Kalau penggugat mengklaim, seharusnya mampu menunjukkan surat-surat resmi. Selama ini hanya bilang ‘ada’, tapi tidak pernah bisa menunjukkan dokumennya. ‘’Yang ditunjukkan hanya kuitansi, padahal kuitansi tidak bisa dijadikan dasar kepemilikan tanah,” jelas Iwan. Kasus sengketa ini bermula saat Panji Sanjaya, hendak mengurus sertifikat atas tanah yang dibelinya dari Darmawan pada tahun 2017.
Namun, proses tersebut terhambat karena muncul klaim dari PT Galaxy Alam Semesta yang mengaku telah membeli lahan itu sejak 1990 dari pemilik pertama bernama Munikah. Merespons klaim tersebut, Panji melalui pihak kelurahan dan Badan Pertanahan Nasional (BPN) mencoba memfasilitasi pertemuan dengan PT. Galaxy Alam Semesta.
Sayangnya, pihak perusahaan tidak pernah hadir dalam upaya mediasi tersebut. Persoalan semakin memanas ketika setelah peta bidang diterbitkan, PT Galaxy Alam Semesta justru melayangkan gugatan ke pengadilan.
Kuasa hukum tergugat, Eggi Sudjana, menyoroti banyaknya kejanggalan dalam klaim penggugat. Ia menyebut, selain tidak adanya dokumen legal seperti akta jual beli atau sertifikat tanah, dari dua orang yang tercantum dalam surat pernyataan penggugat yaitu Ricky Sumeler dan Arifin justru mengaku tidak pernah menandatangani dokumen tersebut.
Bahkan, menurut keterangan saksi Iwan Effendy, Ricky Sumeler tidak pernah bekerja di PT. Galaxy Alam Semesta. “Penggugat tidak bisa menunjukkan akta jual beli atau sertifikat. Hanya petensi (kuitansi). Bahkan saksi yang namanya tercantum mengaku tidak pernah menandatangani,” tegas Eggi.
Fakta lainnya, kata Eggi, adalah bahwa pihak penggugat tidak pernah membayar Pajak Bumi dan Bangunan (PBB), sementara tergugat secara rutin melunasi kewajiban pajaknya hingga saat ini, selain itu penggugat tidak pernah melakukan pengukuran secara resmi terhadap objek di BPN.

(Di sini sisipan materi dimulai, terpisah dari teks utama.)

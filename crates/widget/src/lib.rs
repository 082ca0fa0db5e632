//! tabcart Widget - Shopping cart state, rendering, and event handling.
//!
//! # Architecture
//!
//! - [`store`] - The injected key-value store (`CartStore`) and its backends
//! - [`service`] - Read, mutate, and persist the cart through a store
//! - [`views`] - Askama-rendered cart table, badge, and receipt
//! - [`events`] - Page events, the surface trait, and the controller
//! - [`config`] - Environment configuration
//!
//! # Example
//!
//! ```
//! use tabcart_widget::{CartController, CartEvent, CartService, MemoryStore, PageSnapshot};
//! use tabcart_core::CurrencyCode;
//!
//! let mut controller =
//!     CartController::new(CartService::new(MemoryStore::new()), CurrencyCode::BRL);
//! let mut page = PageSnapshot::cart_page();
//!
//! let add = CartEvent::AddToCart { name: "Book".into(), price: "10.00".into() };
//! controller.dispatch(add.clone(), &mut page).unwrap();
//! controller.dispatch(add, &mut page).unwrap();
//!
//! assert_eq!(page.item_count, Some(1));
//! assert_eq!(page.cart_total.as_deref(), Some("R$\u{a0}20,00"));
//! ```

#![cfg_attr(not(test), forbid(unsafe_code))]

pub mod config;
pub mod error;
pub mod events;
pub mod service;
pub mod store;
pub mod views;

pub use config::{ConfigError, WidgetConfig};
pub use error::{Result, WidgetError};
pub use events::{CartController, CartEvent, CartSurface, PageSnapshot, added_notice};
pub use service::{Added, CartService, CartSummary};
#[cfg(feature = "web")]
pub use store::LocalStorage;
pub use store::{CartStore, FileStore, MemoryStore, StoreError};
pub use views::{CartRowView, CartTableView, ReceiptLineView, ReceiptView};
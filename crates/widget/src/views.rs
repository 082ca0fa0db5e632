//! Cart table and receipt rendering.
//!
//! View structs carry pre-formatted strings so templates stay free of
//! currency logic. HTML templates are escaped by askama; the `.txt`
//! renditions are for terminals.

use askama::Template;
use chrono::{DateTime, Utc};
use tabcart_core::{Cart, CurrencyCode, LineItem, Money};

use crate::error::Result;

/// One row of the cart table.
#[derive(Debug, Clone, PartialEq, Eq)]
pub struct CartRowView {
    /// Zero-based position in the cart.
    pub position: usize,
    pub name: String,
    pub quantity: u32,
    pub unit_price: String,
    pub subtotal: String,
}

/// The cart table: rows, formatted total, and badge count.
#[derive(Debug, Clone, PartialEq, Eq)]
pub struct CartTableView {
    pub rows: Vec<CartRowView>,
    pub total: String,
    /// Distinct lines, as shown in the cart badge.
    pub item_count: usize,
}

impl CartTableView {
    /// Build the table for `cart`, formatting amounts in `currency`.
    #[must_use]
    pub fn new(cart: &Cart, currency: CurrencyCode) -> Self {
        Self {
            rows: cart
                .items()
                .iter()
                .enumerate()
                .map(|(position, item)| CartRowView::new(position, item, currency))
                .collect(),
            total: Money::new(cart.total(), currency).to_string(),
            item_count: cart.len(),
        }
    }

    /// An empty table.
    #[must_use]
    pub fn empty(currency: CurrencyCode) -> Self {
        Self {
            rows: Vec::new(),
            total: Money::zero(currency).to_string(),
            item_count: 0,
        }
    }

    /// The table body (`<tr>` rows) as HTML.
    ///
    /// # Errors
    ///
    /// Returns an error if the template fails to render.
    pub fn render_rows(&self) -> Result<String> {
        Ok(CartRowsHtml { table: self }.render()?)
    }

    /// The cart badge as HTML.
    ///
    /// # Errors
    ///
    /// Returns an error if the template fails to render.
    pub fn render_count(&self) -> Result<String> {
        Ok(CartCountHtml {
            count: self.item_count,
        }
        .render()?)
    }

    /// The whole table as plain text.
    ///
    /// # Errors
    ///
    /// Returns an error if the template fails to render.
    pub fn render_text(&self) -> Result<String> {
        Ok(CartTableText { table: self }.render()?)
    }
}

impl CartRowView {
    fn new(position: usize, item: &LineItem, currency: CurrencyCode) -> Self {
        Self {
            position,
            name: item.name.to_string(),
            quantity: item.quantity.get(),
            unit_price: Money::new(item.unit_price.amount(), currency).to_string(),
            subtotal: Money::new(item.subtotal(), currency).to_string(),
        }
    }
}

/// One receipt line.
#[derive(Debug, Clone, PartialEq, Eq)]
pub struct ReceiptLineView {
    pub name: String,
    pub quantity: u32,
    pub subtotal: String,
}

/// Read-only summary of a finished purchase.
#[derive(Debug, Clone, PartialEq, Eq)]
pub struct ReceiptView {
    pub lines: Vec<ReceiptLineView>,
    pub total: String,
    /// Issue time, already formatted for display.
    pub issued_at: Option<String>,
}

impl ReceiptView {
    /// Build the receipt for `cart`.
    #[must_use]
    pub fn new(cart: &Cart, currency: CurrencyCode) -> Self {
        Self {
            lines: cart
                .items()
                .iter()
                .map(|item| ReceiptLineView {
                    name: item.name.to_string(),
                    quantity: item.quantity.get(),
                    subtotal: Money::new(item.subtotal(), currency).to_string(),
                })
                .collect(),
            total: Money::new(cart.total(), currency).to_string(),
            issued_at: None,
        }
    }

    /// Stamp the receipt with an issue time.
    #[must_use]
    pub fn issued_at(mut self, at: DateTime<Utc>) -> Self {
        self.issued_at = Some(at.format("%d/%m/%Y %H:%M UTC").to_string());
        self
    }

    /// Whether there was nothing to buy.
    #[must_use]
    pub fn is_empty(&self) -> bool {
        self.lines.is_empty()
    }

    /// The receipt as HTML.
    ///
    /// # Errors
    ///
    /// Returns an error if the template fails to render.
    pub fn render_html(&self) -> Result<String> {
        Ok(ReceiptHtml { receipt: self }.render()?)
    }

    /// The receipt as plain text.
    ///
    /// # Errors
    ///
    /// Returns an error if the template fails to render.
    pub fn render_text(&self) -> Result<String> {
        Ok(ReceiptText { receipt: self }.render()?)
    }
}

/// Cart table body template.
#[derive(Template)]
#[template(path = "cart/rows.html")]
struct CartRowsHtml<'a> {
    table: &'a CartTableView,
}

/// Plain text cart template.
#[derive(Template)]
#[template(path = "cart/table.txt")]
struct CartTableText<'a> {
    table: &'a CartTableView,
}

/// Cart count badge template.
#[derive(Template)]
#[template(path = "partials/cart_count.html")]
struct CartCountHtml {
    count: usize,
}

/// Receipt template.
#[derive(Template)]
#[template(path = "cart/receipt.html")]
struct ReceiptHtml<'a> {
    receipt: &'a ReceiptView,
}

/// Plain text receipt template.
#[derive(Template)]
#[template(path = "cart/receipt.txt")]
struct ReceiptText<'a> {
    receipt: &'a ReceiptView,
}
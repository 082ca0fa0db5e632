//! Integration tests for tabcart.
//!
//! # Running Tests
//!
//! ```bash
//! cargo test -p tabcart-integration-tests
//! ```
//!
//! # Test Categories
//!
//! - `cart_flow` - End-to-end shopper flows through the controller
//! - `storage_compat` - Reading and writing the stored cart layout
//!
//! The helpers below build controllers over fresh stores so each test starts
//! from an empty cart.

#![cfg_attr(not(test), forbid(unsafe_code))]

use tabcart_core::CurrencyCode;
use tabcart_widget::{CartController, CartEvent, CartService, CartStore, MemoryStore};

/// A BRL controller over an empty in-memory store.
#[must_use]
pub fn memory_controller() -> CartController<MemoryStore> {
    controller_over(MemoryStore::new())
}

/// A BRL controller over `store`.
pub fn controller_over<S: CartStore>(store: S) -> CartController<S> {
    CartController::new(CartService::new(store), CurrencyCode::BRL)
}

/// The event an add-to-cart control with these data attributes fires.
#[must_use]
pub fn add_to_cart(name: &str, price: &str) -> CartEvent {
    CartEvent::AddToCart {
        name: name.to_owned(),
        price: price.to_owned(),
    }
}
//! Key-value storage the cart is persisted in.
//!
//! The widget never touches a global store directly; it is handed a
//! [`CartStore`] and reads and writes one key through it. Values are opaque
//! strings, the same contract browser local storage offers.
//!
//! # Implementations
//!
//! - [`MemoryStore`] - In-process map, for tests and embedding
//! - [`FileStore`] - JSON file on disk, used by the CLI
//! - `LocalStorage` - Browser `window.localStorage` (`web` feature)

mod file;
#[cfg(feature = "web")]
mod local;
mod memory;

use thiserror::Error;

pub use file::FileStore;
#[cfg(feature = "web")]
pub use local::LocalStorage;
pub use memory::MemoryStore;

/// Errors from a storage backend.
#[derive(Debug, Error)]
pub enum StoreError {
    /// Reading or writing the backing file failed.
    #[error("Storage I/O error: {0}")]
    Io(#[from] std::io::Error),

    /// The backing file is not a JSON object of strings.
    #[error("Storage file is corrupt: {0}")]
    Corrupt(#[from] serde_json::Error),

    /// The backend is not reachable (e.g., storage disabled in the browser).
    #[error("Storage unavailable: {0}")]
    Unavailable(String),
}

/// A string key-value store.
pub trait CartStore {
    /// Read the value under `key`, `None` if absent.
    ///
    /// # Errors
    ///
    /// Returns `StoreError` if the backend cannot be read.
    fn get(&self, key: &str) -> Result<Option<String>, StoreError>;

    /// Replace the value under `key`.
    ///
    /// # Errors
    ///
    /// Returns `StoreError` if the backend cannot be written.
    fn set(&mut self, key: &str, value: &str) -> Result<(), StoreError>;
}

impl<S: CartStore + ?Sized> CartStore for &mut S {
    fn get(&self, key: &str) -> Result<Option<String>, StoreError> {
        (**self).get(key)
    }

    fn set(&mut self, key: &str, value: &str) -> Result<(), StoreError> {
        (**self).set(key, value)
    }
}

impl<S: CartStore + ?Sized> CartStore for Box<S> {
    fn get(&self, key: &str) -> Result<Option<String>, StoreError> {
        (**self).get(key)
    }

    fn set(&mut self, key: &str, value: &str) -> Result<(), StoreError> {
        (**self).set(key, value)
    }
}
//! Core types for tabcart.
//!
//! This module provides type-safe wrappers for the line item's fields.

pub mod line_item;
pub mod name;
pub mod price;
pub mod quantity;

pub use line_item::LineItem;
pub use name::{NameError, ProductName};
pub use price::{CurrencyCode, Money, PriceError, UnitPrice};
pub use quantity::Quantity;
//! Widget configuration loaded from environment variables.
//!
//! # Environment Variables
//!
//! ## Optional
//! - `TABCART_STORE_PATH` - File backing the CLI's store (default: tabcart-storage.json)
//! - `TABCART_STORAGE_KEY` - Key the cart is stored under (default: carrinho)
//! - `TABCART_CURRENCY` - Display currency, `BRL`, `USD` or `EUR` (default: BRL)

use std::path::PathBuf;

use tabcart_core::CurrencyCode;
use thiserror::Error;

/// Storage key used when none is configured.
pub const DEFAULT_STORAGE_KEY: &str = "carrinho";

/// Store file used when none is configured.
pub const DEFAULT_STORE_PATH: &str = "tabcart-storage.json";

/// Configuration errors that can occur during loading.
#[derive(Debug, Error)]
pub enum ConfigError {
    #[error("Invalid environment variable {0}: {1}")]
    InvalidEnvVar(String, String),
}

/// Cart widget configuration.
#[derive(Debug, Clone, PartialEq, Eq)]
pub struct WidgetConfig {
    /// Key the serialized cart lives under in the store
    pub storage_key: String,
    /// Currency used for subtotals and totals
    pub currency: CurrencyCode,
    /// Path of the file-backed store
    pub store_path: PathBuf,
}

impl Default for WidgetConfig {
    fn default() -> Self {
        Self {
            storage_key: DEFAULT_STORAGE_KEY.to_string(),
            currency: CurrencyCode::default(),
            store_path: PathBuf::from(DEFAULT_STORE_PATH),
        }
    }
}

impl WidgetConfig {
    /// Load configuration from environment variables.
    ///
    /// Calls `dotenvy::dotenv()` to load from `.env` file if present.
    ///
    /// # Errors
    ///
    /// Returns `ConfigError` if a variable is set to an invalid value.
    pub fn from_env() -> Result<Self, ConfigError> {
        // Load .env file if present (ignore errors if not found)
        let _ = dotenvy::dotenv();

        Self::from_lookup(|key| std::env::var(key).ok())
    }

    /// Build configuration from an arbitrary variable source.
    fn from_lookup(lookup: impl Fn(&str) -> Option<String>) -> Result<Self, ConfigError> {
        let defaults = Self::default();

        let storage_key = match lookup("TABCART_STORAGE_KEY") {
            Some(key) if key.trim().is_empty() => {
                return Err(ConfigError::InvalidEnvVar(
                    "TABCART_STORAGE_KEY".to_string(),
                    "must not be empty".to_string(),
                ));
            }
            Some(key) => key,
            None => defaults.storage_key,
        };

        let currency = lookup("TABCART_CURRENCY")
            .map(|value| value.parse::<CurrencyCode>())
            .transpose()
            .map_err(|e| ConfigError::InvalidEnvVar("TABCART_CURRENCY".to_string(), e))?
            .unwrap_or(defaults.currency);

        let store_path = lookup("TABCART_STORE_PATH")
            .filter(|path| !path.trim().is_empty())
            .map_or(defaults.store_path, PathBuf::from);

        Ok(Self {
            storage_key,
            currency,
            store_path,
        })
    }
}
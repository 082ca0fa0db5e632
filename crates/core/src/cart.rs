//! The cart collection: an insertion-ordered list of line items.
//!
//! Everything here is pure in-memory manipulation. Loading and saving is the
//! widget crate's job.

use rust_decimal::Decimal;
use serde::{Deserialize, Serialize, Serializer};

use crate::types::{LineItem, ProductName, Quantity, UnitPrice};

/// Errors from cart mutations.
#[derive(thiserror::Error, Debug, Clone, PartialEq, Eq)]
pub enum CartError {
    /// A positional operation addressed a line that does not exist.
    #[error("no cart line at position {index} (cart has {len} lines)")]
    IndexOutOfRange {
        /// Requested position.
        index: usize,
        /// Number of lines in the cart.
        len: usize,
    },
    /// A name-keyed operation addressed a product that is not in the cart.
    #[error("{0} is not in the cart")]
    NotInCart(String),
}

/// What a quantity change did to a line.
#[derive(Debug, Clone, Copy, PartialEq, Eq)]
pub enum LineChange {
    /// The line is still present with this quantity.
    Quantity(Quantity),
    /// The line was removed.
    Removed,
}

/// An ordered collection of line items, unique by name.
///
/// Serializes as a bare JSON array of line items. Deserializing merges lines
/// repeated under one name, like [`FromIterator`] does.
#[derive(Debug, Clone, Default, PartialEq, Eq, Deserialize)]
#[serde(from = "Vec<LineItem>")]
pub struct Cart {
    items: Vec<LineItem>,
}

impl Cart {
    /// An empty cart.
    #[must_use]
    pub const fn new() -> Self {
        Self { items: Vec::new() }
    }

    /// The lines, in insertion order.
    #[must_use]
    pub fn items(&self) -> &[LineItem] {
        &self.items
    }

    /// Number of distinct lines.
    #[must_use]
    pub fn len(&self) -> usize {
        self.items.len()
    }

    /// Whether the cart has no lines.
    #[must_use]
    pub fn is_empty(&self) -> bool {
        self.items.is_empty()
    }

    /// Sum of all line quantities.
    #[must_use]
    pub fn total_quantity(&self) -> u64 {
        self.items
            .iter()
            .map(|item| u64::from(item.quantity.get()))
            .sum()
    }

    /// Sum of quantity times unit price over all lines, saturating at
    /// [`Decimal::MAX`].
    #[must_use]
    pub fn total(&self) -> Decimal {
        self.items
            .iter()
            .map(LineItem::subtotal)
            .try_fold(Decimal::ZERO, Decimal::checked_add)
            .unwrap_or(Decimal::MAX)
    }

    /// Position of the line for `name`, if present.
    #[must_use]
    pub fn position(&self, name: &str) -> Option<usize> {
        self.items.iter().position(|item| item.name == *name)
    }

    /// The line for `name`, if present.
    #[must_use]
    pub fn get(&self, name: &str) -> Option<&LineItem> {
        self.items.iter().find(|item| item.name == *name)
    }

    /// Add one unit of a product.
    ///
    /// If a line with the same name exists its quantity goes up by one and
    /// its stored unit price is kept; otherwise a new line is appended.
    /// Returns the line's resulting quantity.
    pub fn add(&mut self, name: ProductName, unit_price: UnitPrice) -> Quantity {
        if let Some(item) = self.items.iter_mut().find(|item| item.name == name) {
            item.quantity = item.quantity.increment();
            return item.quantity;
        }

        self.items.push(LineItem::new(name, unit_price));
        Quantity::ONE
    }

    /// Add one unit to the line at `index`.
    ///
    /// # Errors
    ///
    /// Returns [`CartError::IndexOutOfRange`] if there is no such line.
    pub fn increase_at(&mut self, index: usize) -> Result<Quantity, CartError> {
        let len = self.items.len();
        let item = self
            .items
            .get_mut(index)
            .ok_or(CartError::IndexOutOfRange { index, len })?;
        item.quantity = item.quantity.increment();
        Ok(item.quantity)
    }

    /// Take one unit from the line at `index`, removing the line when it
    /// held a single unit.
    ///
    /// # Errors
    ///
    /// Returns [`CartError::IndexOutOfRange`] if there is no such line.
    pub fn decrease_at(&mut self, index: usize) -> Result<LineChange, CartError> {
        let len = self.items.len();
        let item = self
            .items
            .get_mut(index)
            .ok_or(CartError::IndexOutOfRange { index, len })?;

        if let Some(quantity) = item.quantity.decrement() {
            item.quantity = quantity;
            return Ok(LineChange::Quantity(quantity));
        }

        self.items.remove(index);
        Ok(LineChange::Removed)
    }

    /// Remove the line at `index`.
    ///
    /// # Errors
    ///
    /// Returns [`CartError::IndexOutOfRange`] if there is no such line.
    pub fn remove_at(&mut self, index: usize) -> Result<LineItem, CartError> {
        if index >= self.items.len() {
            return Err(CartError::IndexOutOfRange {
                index,
                len: self.items.len(),
            });
        }
        Ok(self.items.remove(index))
    }

    /// Add one unit to the line for `name`.
    ///
    /// # Errors
    ///
    /// Returns [`CartError::NotInCart`] if no line has that name.
    pub fn increase(&mut self, name: &str) -> Result<Quantity, CartError> {
        let index = self.require(name)?;
        self.increase_at(index)
    }

    /// Take one unit from the line for `name`, removing it at one.
    ///
    /// # Errors
    ///
    /// Returns [`CartError::NotInCart`] if no line has that name.
    pub fn decrease(&mut self, name: &str) -> Result<LineChange, CartError> {
        let index = self.require(name)?;
        self.decrease_at(index)
    }

    /// Remove the line for `name`.
    ///
    /// # Errors
    ///
    /// Returns [`CartError::NotInCart`] if no line has that name.
    pub fn remove(&mut self, name: &str) -> Result<LineItem, CartError> {
        let index = self.require(name)?;
        self.remove_at(index)
    }

    /// Remove every line.
    pub fn clear(&mut self) {
        self.items.clear();
    }

    fn require(&self, name: &str) -> Result<usize, CartError> {
        self.position(name)
            .ok_or_else(|| CartError::NotInCart(name.to_owned()))
    }
}

impl<'a> IntoIterator for &'a Cart {
    type Item = &'a LineItem;
    type IntoIter = std::slice::Iter<'a, LineItem>;

    fn into_iter(self) -> Self::IntoIter {
        self.items.iter()
    }
}

impl Serialize for Cart {
    fn serialize<S: Serializer>(&self, serializer: S) -> Result<S::Ok, S::Error> {
        self.items.serialize(serializer)
    }
}

impl From<Vec<LineItem>> for Cart {
    fn from(items: Vec<LineItem>) -> Self {
        items.into_iter().collect()
    }
}

impl FromIterator<LineItem> for Cart {
    fn from_iter<I: IntoIterator<Item = LineItem>>(iter: I) -> Self {
        let mut cart = Self::new();
        for item in iter {
            match cart.items.iter_mut().find(|line| line.name == item.name) {
                Some(line) => {
                    let merged = line.quantity.get().saturating_add(item.quantity.get());
                    line.quantity = Quantity::new(merged).unwrap_or(line.quantity);
                }
                None => cart.items.push(item),
            }
        }
        cart
    }
}
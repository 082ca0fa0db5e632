//! Type-safe price representation using decimal arithmetic.
//!
//! [`UnitPrice`] is what a line item stores; [`Money`] pairs an amount with a
//! [`CurrencyCode`] for display.

use core::fmt;
use std::borrow::Cow;
use std::str::FromStr;

use rust_decimal::{Decimal, RoundingStrategy};
use serde::{Deserialize, Deserializer, Serialize, Serializer};

/// Errors that can occur when parsing a [`UnitPrice`].
#[derive(thiserror::Error, Debug, Clone, PartialEq, Eq)]
pub enum PriceError {
    /// The input string is empty.
    #[error("price cannot be empty")]
    Empty,
    /// The input is not a decimal number.
    #[error("invalid price: {0:?}")]
    Invalid(String),
    /// The amount is below zero.
    #[error("price cannot be negative: {0}")]
    Negative(Decimal),
    /// The amount is above [`UnitPrice::MAX_AMOUNT`].
    #[error("price cannot exceed {max}: {amount}")]
    TooLarge {
        /// The rejected amount.
        amount: Decimal,
        /// Largest accepted amount.
        max: i64,
    },
}

/// Price of a single unit of a product.
///
/// Always between zero and [`UnitPrice::MAX_AMOUNT`]. Serialized as a JSON
/// number; deserialized from a number or a numeric string. Every accepted
/// price survives a JSON number round trip exact to the cent.
#[derive(Debug, Clone, Copy, PartialEq, Eq, Hash, PartialOrd, Ord, Default)]
pub struct UnitPrice(Decimal);

impl UnitPrice {
    /// A price of zero.
    pub const ZERO: Self = Self(Decimal::ZERO);

    /// Largest accepted unit price, in the currency's standard unit.
    pub const MAX_AMOUNT: i64 = 1_000_000_000_000;

    /// Create a unit price from a decimal amount.
    ///
    /// # Errors
    ///
    /// Returns [`PriceError::Negative`] if the amount is below zero, or
    /// [`PriceError::TooLarge`] if it is above [`Self::MAX_AMOUNT`].
    pub fn new(amount: Decimal) -> Result<Self, PriceError> {
        if amount < Decimal::ZERO {
            return Err(PriceError::Negative(amount));
        }
        if amount > Decimal::from(Self::MAX_AMOUNT) {
            return Err(PriceError::TooLarge {
                amount,
                max: Self::MAX_AMOUNT,
            });
        }
        Ok(Self(amount))
    }

    /// Parse a unit price from user or markup input.
    ///
    /// Accepts `10`, `10.5`, `10.50` and, when no `.` is present, a single
    /// `,` as the decimal separator (`10,50`). Surrounding whitespace is
    /// ignored.
    ///
    /// ```
    /// use tabcart_core::UnitPrice;
    /// use rust_decimal::Decimal;
    ///
    /// assert_eq!(UnitPrice::parse("10.00").unwrap().amount(), Decimal::new(1000, 2));
    /// assert_eq!(UnitPrice::parse("10,5").unwrap().amount(), Decimal::new(105, 1));
    /// assert!(UnitPrice::parse("abc").is_err());
    /// ```
    ///
    /// # Errors
    ///
    /// Returns an error if the input is empty, not a number, or out of range.
    pub fn parse(s: &str) -> Result<Self, PriceError> {
        let trimmed = s.trim();
        if trimmed.is_empty() {
            return Err(PriceError::Empty);
        }

        let normalized: Cow<'_, str> =
            if !trimmed.contains('.') && trimmed.matches(',').count() == 1 {
                Cow::Owned(trimmed.replace(',', "."))
            } else {
                Cow::Borrowed(trimmed)
            };

        let amount = Decimal::from_str(&normalized)
            .map_err(|_| PriceError::Invalid(trimmed.to_owned()))?;

        Self::new(amount)
    }

    /// The decimal amount.
    #[must_use]
    pub const fn amount(&self) -> Decimal {
        self.0
    }
}

impl fmt::Display for UnitPrice {
    fn fmt(&self, f: &mut fmt::Formatter<'_>) -> fmt::Result {
        write!(f, "{}", self.0)
    }
}

impl FromStr for UnitPrice {
    type Err = PriceError;

    fn from_str(s: &str) -> Result<Self, Self::Err> {
        Self::parse(s)
    }
}

impl TryFrom<Decimal> for UnitPrice {
    type Error = PriceError;

    fn try_from(amount: Decimal) -> Result<Self, Self::Error> {
        Self::new(amount)
    }
}

impl Serialize for UnitPrice {
    fn serialize<S: Serializer>(&self, serializer: S) -> Result<S::Ok, S::Error> {
        rust_decimal::serde::float::serialize(&self.0, serializer)
    }
}

impl<'de> Deserialize<'de> for UnitPrice {
    fn deserialize<D: Deserializer<'de>>(deserializer: D) -> Result<Self, D::Error> {
        let amount = <Decimal as Deserialize>::deserialize(deserializer)?;
        Self::new(amount).map_err(serde::de::Error::custom)
    }
}

/// ISO 4217 currency codes supported for display.
#[derive(Debug, Clone, Copy, PartialEq, Eq, Hash, Serialize, Deserialize, Default)]
pub enum CurrencyCode {
    /// Brazilian real, formatted the `pt-BR` way.
    #[default]
    BRL,
    /// US dollar, formatted the `en-US` way.
    USD,
    /// Euro, formatted with a trailing symbol and comma decimals.
    EUR,
}

impl CurrencyCode {
    /// The ISO code.
    #[must_use]
    pub const fn code(self) -> &'static str {
        match self {
            Self::BRL => "BRL",
            Self::USD => "USD",
            Self::EUR => "EUR",
        }
    }

    /// The display symbol.
    #[must_use]
    pub const fn symbol(self) -> &'static str {
        match self {
            Self::BRL => "R$",
            Self::USD => "$",
            Self::EUR => "€",
        }
    }

    /// Thousands and decimal separators.
    const fn separators(self) -> (char, char) {
        match self {
            Self::BRL | Self::EUR => ('.', ','),
            Self::USD => (',', '.'),
        }
    }
}

impl fmt::Display for CurrencyCode {
    fn fmt(&self, f: &mut fmt::Formatter<'_>) -> fmt::Result {
        f.write_str(self.code())
    }
}

impl FromStr for CurrencyCode {
    type Err = String;

    fn from_str(s: &str) -> Result<Self, Self::Err> {
        match s.trim().to_ascii_uppercase().as_str() {
            "BRL" => Ok(Self::BRL),
            "USD" => Ok(Self::USD),
            "EUR" => Ok(Self::EUR),
            _ => Err(format!("unsupported currency: {s}")),
        }
    }
}

/// An amount with currency information, displayed the way the currency's
/// locale does.
///
/// ```
/// use rust_decimal::Decimal;
/// use tabcart_core::{CurrencyCode, Money};
///
/// let money = Money::new(Decimal::new(123_456, 2), CurrencyCode::BRL);
/// assert_eq!(money.to_string(), "R$\u{a0}1.234,56");
/// ```
#[derive(Debug, Clone, Copy, PartialEq, Eq, Serialize, Deserialize)]
pub struct Money {
    /// Amount in the currency's standard unit (e.g., reais, not centavos).
    pub amount: Decimal,
    /// ISO 4217 currency code.
    pub currency_code: CurrencyCode,
}

impl Money {
    /// Create a new amount.
    #[must_use]
    pub const fn new(amount: Decimal, currency_code: CurrencyCode) -> Self {
        Self {
            amount,
            currency_code,
        }
    }

    /// Zero in the given currency.
    #[must_use]
    pub const fn zero(currency_code: CurrencyCode) -> Self {
        Self::new(Decimal::ZERO, currency_code)
    }
}

impl fmt::Display for Money {
    fn fmt(&self, f: &mut fmt::Formatter<'_>) -> fmt::Result {
        let rounded = self
            .amount
            .round_dp_with_strategy(2, RoundingStrategy::MidpointAwayFromZero);
        let digits = format!("{:.2}", rounded.abs());
        let (whole, cents) = digits.split_once('.').unwrap_or((digits.as_str(), "00"));

        let (group, decimal) = self.currency_code.separators();
        let number = format!("{}{decimal}{cents}", group_thousands(whole, group));
        let sign = if rounded.is_sign_negative() && !rounded.is_zero() {
            "-"
        } else {
            ""
        };
        let symbol = self.currency_code.symbol();

        match self.currency_code {
            CurrencyCode::BRL => write!(f, "{sign}{symbol}\u{a0}{number}"),
            CurrencyCode::USD => write!(f, "{sign}{symbol}{number}"),
            CurrencyCode::EUR => write!(f, "{sign}{number}\u{a0}{symbol}"),
        }
    }
}

fn group_thousands(digits: &str, separator: char) -> String {
    let len = digits.len();
    let mut out = String::with_capacity(len + len / 3);
    for (i, ch) in digits.chars().enumerate() {
        if i > 0 && (len - i) % 3 == 0 {
            out.push(separator);
        }
        out.push(ch);
    }
    out
}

Dalam perkara perdata, tambah Eggi, yang dinilai adalah bukti formil, berbeda dengan pidana yang menitikberatkan pada aspek materil. “Kesimpulan kami jelas: transaksi jual beli yang diklaim penggugat tidak pernah terjadi secara sah. Hakim tidak boleh memutus di luar fakta dan bukti, karena itu merupakan pelanggaran hukum,” pungkasnya. (bw)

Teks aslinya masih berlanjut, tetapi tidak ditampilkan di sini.